**EXERCISE MATERIAL**:
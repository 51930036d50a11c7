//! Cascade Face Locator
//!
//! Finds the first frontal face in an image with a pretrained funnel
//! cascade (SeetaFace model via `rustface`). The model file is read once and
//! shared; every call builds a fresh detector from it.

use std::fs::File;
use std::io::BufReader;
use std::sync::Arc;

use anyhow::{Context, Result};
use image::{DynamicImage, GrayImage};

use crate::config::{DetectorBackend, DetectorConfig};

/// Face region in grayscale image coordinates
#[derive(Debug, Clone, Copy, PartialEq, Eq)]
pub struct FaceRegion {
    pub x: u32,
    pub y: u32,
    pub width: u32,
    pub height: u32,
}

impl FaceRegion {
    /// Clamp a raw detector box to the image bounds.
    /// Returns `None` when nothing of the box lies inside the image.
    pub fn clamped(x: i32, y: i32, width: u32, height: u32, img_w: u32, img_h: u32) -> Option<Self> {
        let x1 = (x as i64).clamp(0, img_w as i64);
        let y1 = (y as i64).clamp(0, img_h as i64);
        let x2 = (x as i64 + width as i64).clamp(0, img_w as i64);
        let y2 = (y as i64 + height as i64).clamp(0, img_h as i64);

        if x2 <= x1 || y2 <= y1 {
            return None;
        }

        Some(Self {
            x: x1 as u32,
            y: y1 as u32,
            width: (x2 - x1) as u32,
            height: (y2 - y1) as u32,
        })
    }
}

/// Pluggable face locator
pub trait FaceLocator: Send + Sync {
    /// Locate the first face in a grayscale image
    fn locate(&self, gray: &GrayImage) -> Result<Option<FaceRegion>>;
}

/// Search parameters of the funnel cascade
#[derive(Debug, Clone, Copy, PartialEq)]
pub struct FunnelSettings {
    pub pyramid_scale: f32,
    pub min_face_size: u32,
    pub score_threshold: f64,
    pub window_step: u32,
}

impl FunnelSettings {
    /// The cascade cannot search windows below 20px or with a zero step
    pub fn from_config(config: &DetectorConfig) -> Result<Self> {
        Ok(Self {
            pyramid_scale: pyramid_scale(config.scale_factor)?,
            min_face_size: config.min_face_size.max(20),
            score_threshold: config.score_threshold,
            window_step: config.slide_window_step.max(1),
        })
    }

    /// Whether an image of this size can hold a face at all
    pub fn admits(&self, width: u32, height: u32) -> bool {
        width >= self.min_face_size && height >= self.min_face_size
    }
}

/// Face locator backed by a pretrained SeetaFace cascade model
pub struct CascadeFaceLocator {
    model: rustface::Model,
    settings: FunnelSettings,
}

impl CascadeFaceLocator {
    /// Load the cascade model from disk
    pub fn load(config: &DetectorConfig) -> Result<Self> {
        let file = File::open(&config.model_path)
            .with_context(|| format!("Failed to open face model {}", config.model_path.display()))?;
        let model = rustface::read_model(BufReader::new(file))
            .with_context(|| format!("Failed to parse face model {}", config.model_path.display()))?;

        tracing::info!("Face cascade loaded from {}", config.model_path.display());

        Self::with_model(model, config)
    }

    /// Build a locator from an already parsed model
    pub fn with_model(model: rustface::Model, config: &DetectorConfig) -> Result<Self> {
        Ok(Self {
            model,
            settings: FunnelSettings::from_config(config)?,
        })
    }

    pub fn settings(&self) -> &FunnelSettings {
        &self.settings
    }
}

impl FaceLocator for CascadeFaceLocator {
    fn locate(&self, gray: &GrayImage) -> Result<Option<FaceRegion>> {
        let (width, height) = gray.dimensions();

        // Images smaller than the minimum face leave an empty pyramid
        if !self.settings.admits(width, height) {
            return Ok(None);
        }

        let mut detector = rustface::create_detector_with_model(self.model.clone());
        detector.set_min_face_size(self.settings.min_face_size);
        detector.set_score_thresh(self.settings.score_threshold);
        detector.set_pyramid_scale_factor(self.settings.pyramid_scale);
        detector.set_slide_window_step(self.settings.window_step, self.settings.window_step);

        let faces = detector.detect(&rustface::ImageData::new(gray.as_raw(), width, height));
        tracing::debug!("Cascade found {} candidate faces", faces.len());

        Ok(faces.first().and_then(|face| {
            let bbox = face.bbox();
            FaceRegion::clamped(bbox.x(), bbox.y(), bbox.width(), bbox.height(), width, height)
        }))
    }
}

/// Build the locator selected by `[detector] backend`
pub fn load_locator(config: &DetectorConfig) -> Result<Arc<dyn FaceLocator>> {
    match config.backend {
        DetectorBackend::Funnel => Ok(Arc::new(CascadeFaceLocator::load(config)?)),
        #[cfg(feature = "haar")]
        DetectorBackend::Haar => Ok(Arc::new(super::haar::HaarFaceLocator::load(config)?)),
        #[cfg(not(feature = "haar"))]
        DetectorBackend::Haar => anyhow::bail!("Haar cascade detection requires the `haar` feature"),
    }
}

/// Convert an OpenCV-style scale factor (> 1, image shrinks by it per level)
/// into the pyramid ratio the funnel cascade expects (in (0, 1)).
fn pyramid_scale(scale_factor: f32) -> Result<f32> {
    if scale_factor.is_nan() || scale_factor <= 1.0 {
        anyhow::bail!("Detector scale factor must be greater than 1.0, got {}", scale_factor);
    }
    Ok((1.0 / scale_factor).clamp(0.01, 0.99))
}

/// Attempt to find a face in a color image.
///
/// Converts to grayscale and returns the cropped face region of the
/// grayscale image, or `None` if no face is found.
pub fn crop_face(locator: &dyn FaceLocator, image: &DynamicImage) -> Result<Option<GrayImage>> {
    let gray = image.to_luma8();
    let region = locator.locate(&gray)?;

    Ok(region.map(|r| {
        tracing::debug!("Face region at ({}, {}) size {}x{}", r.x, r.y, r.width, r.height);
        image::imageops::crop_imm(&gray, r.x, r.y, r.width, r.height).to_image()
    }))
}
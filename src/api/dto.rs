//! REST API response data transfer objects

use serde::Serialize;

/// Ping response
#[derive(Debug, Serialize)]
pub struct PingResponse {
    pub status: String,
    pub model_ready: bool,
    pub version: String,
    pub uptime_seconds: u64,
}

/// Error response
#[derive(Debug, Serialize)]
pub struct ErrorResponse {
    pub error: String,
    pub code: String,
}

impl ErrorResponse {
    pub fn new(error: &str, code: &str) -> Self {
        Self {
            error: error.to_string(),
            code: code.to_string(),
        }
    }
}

**AIM OF THE TASK**: What is needed here is a word-for-word copy of the whole listing.

**WRITTEN ANSWER**:
repository 51930036d50a11c7
//! Cascade Face Locator
//!
//! Finds the first frontal face in an image with a pretrained funnel
//! cascade (SeetaFace model via `rustface`). The model file is read once and
//! shared; every call builds a fresh detector from it.

use std::fs::File;
use std::io::BufReader;
use std::sync::Arc;

use anyhow::{Context, Result};
use image::{DynamicImage, GrayImage};

use crate::config::{DetectorBackend, DetectorConfig};

/// Face region in grayscale image coordinates
#[derive(Debug, Clone, Copy, PartialEq, Eq)]
pub struct FaceRegion {
    pub x: u32,
    pub y: u32,
    pub width: u32,
    pub height: u32,
}

impl FaceRegion {
    /// Clamp a raw detector box to the image bounds.
    /// Returns `None` when nothing of the box lies inside the image.
    pub fn clamped(x: i32, y: i32, width: u32, height: u32, img_w: u32, img_h: u32) -> Option<Self> {
        let x1 = (x as i64).clamp(0, img_w as i64);
        let y1 = (y as i64).clamp(0, img_h as i64);
        let x2 = (x as i64 + width as i64).clamp(0, img_w as i64);
        let y2 = (y as i64 + height as i64).clamp(0, img_h as i64);

        if x2 <= x1 || y2 <= y1 {
            return None;
        }

        Some(Self {
            x: x1 as u32,
            y: y1 as u32,
            width: (x2 - x1) as u32,
            height: (y2 - y1) as u32,
        })
    }
}

/// Pluggable face locator
pub trait FaceLocator: Send + Sync {
    /// Locate the first face in a grayscale image
    fn locate(&self, gray: &GrayImage) -> Result<Option<FaceRegion>>;
}

/// Search parameters of the funnel cascade
#[derive(Debug, Clone, Copy, PartialEq)]
pub struct FunnelSettings {
    pub pyramid_scale: f32,
    pub min_face_size: u32,
    pub score_threshold: f64,
    pub window_step: u32,
}

impl FunnelSettings {
    /// The cascade cannot search windows below 20px or with a zero step
    pub fn from_config(config: &DetectorConfig) -> Result<Self> {
        Ok(Self {
            pyramid_scale: pyramid_scale(config.scale_factor)?,
            min_face_size: config.min_face_size.max(20),
            score_threshold: config.score_threshold,
            window_step: config.slide_window_step.max(1),
        })
    }

    /// Whether an image of this size can hold a face at all
    pub fn admits(&self, width: u32, height: u32) -> bool {
        width >= self.min_face_size && height >= self.min_face_size
    }
}

/// Face locator backed by a pretrained SeetaFace cascade model
pub struct CascadeFaceLocator {
    model: rustface::Model,
    settings: FunnelSettings,
}

impl CascadeFaceLocator {
    /// Load the cascade model from disk
    pub fn load(config: &DetectorConfig) -> Result<Self> {
        let file = File::open(&config.model_path)
            .with_context(|| format!("Failed to open face model {}", config.model_path.display()))?;
        let model = rustface::read_model(BufReader::new(file))
            .with_context(|| format!("Failed to parse face model {}", config.model_path.display()))?;

        tracing::info!("Face cascade loaded from {}", config.model_path.display());

        Self::with_model(model, config)
    }

    /// Build a locator from an already parsed model
    pub fn with_model(model: rustface::Model, config: &DetectorConfig) -> Result<Self> {
        Ok(Self {
            model,
            settings: FunnelSettings::from_config(config)?,
        })
    }

    pub fn settings(&self) -> &FunnelSettings {
        &self.settings
    }
}

impl FaceLocator for CascadeFaceLocator {
    fn locate(&self, gray: &GrayImage) -> Result<Option<FaceRegion>> {
        let (width, height) = gray.dimensions();

        // Images smaller than the minimum face leave an empty pyramid
        if !self.settings.admits(width, height) {
            return Ok(None);
        }

        let mut detector = rustface::create_detector_with_model(self.model.clone());
        detector.set_min_face_size(self.settings.min_face_size);
        detector.set_score_thresh(self.settings.score_threshold);
        detector.set_pyramid_scale_factor(self.settings.pyramid_scale);
        detector.set_slide_window_step(self.settings.window_step, self.settings.window_step);

        let faces = detector.detect(&rustface::ImageData::new(gray.as_raw(), width, height));
        tracing::debug!("Cascade found {} candidate faces", faces.len());

        Ok(faces.first().and_then(|face| {
            let bbox = face.bbox();
            FaceRegion::clamped(bbox.x(), bbox.y(), bbox.width(), bbox.height(), width, height)
        }))
    }
}

/// Build the locator selected by `[detector] backend`
pub fn load_locator(config: &DetectorConfig) -> Result<Arc<dyn FaceLocator>> {
    match config.backend {
        DetectorBackend::Funnel => Ok(Arc::new(CascadeFaceLocator::load(config)?)),
        #[cfg(feature = "haar")]
        DetectorBackend::Haar => Ok(Arc::new(super::haar::HaarFaceLocator::load(config)?)),
        #[cfg(not(feature = "haar"))]
        DetectorBackend::Haar => anyhow::bail!("Haar cascade detection requires the `haar` feature"),
    }
}

/// Convert an OpenCV-style scale factor (> 1, image shrinks by it per level)
/// into the pyramid ratio the funnel cascade expects (in (0, 1)).
fn pyramid_scale(scale_factor: f32) -> Result<f32> {
    if scale_factor.is_nan() || scale_factor <= 1.0 {
        anyhow::bail!("Detector scale factor must be greater than 1.0, got {}", scale_factor);
    }
    Ok((1.0 / scale_factor).clamp(0.01, 0.99))
}

/// Attempt to find a face in a color image.
///
/// Converts to grayscale and returns the cropped face region of the
/// grayscale image, or `None` if no face is found.
pub fn crop_face(locator: &dyn FaceLocator, image: &DynamicImage) -> Result<Option<GrayImage>> {
    let gray = image.to_luma8();
    let region = locator.locate(&gray)?;

    Ok(region.map(|r| {
        tracing::debug!("Face region at ({}, {}) size {}x{}", r.x, r.y, r.width, r.height);
        image::imageops::crop_imm(&gray, r.x, r.y, r.width, r.height).to_image()
    }))
}
filename src/api/dto.rs
//! REST API response data transfer objects

use serde::Serialize;

/// Ping response
#[derive(Debug, Serialize)]
pub struct PingResponse {
    pub status: String,
    pub model_ready: bool,
    pub version: String,
    pub uptime_seconds: u64,
}

/// Error response
#[derive(Debug, Serialize)]
pub struct ErrorResponse {
    pub error: String,
    pub code: String,
}

impl ErrorResponse {
    pub fn new(error: &str, code: &str) -> Self {
        Self {
            error: error.to_string(),
            code: code.to_string(),
        }
    }
}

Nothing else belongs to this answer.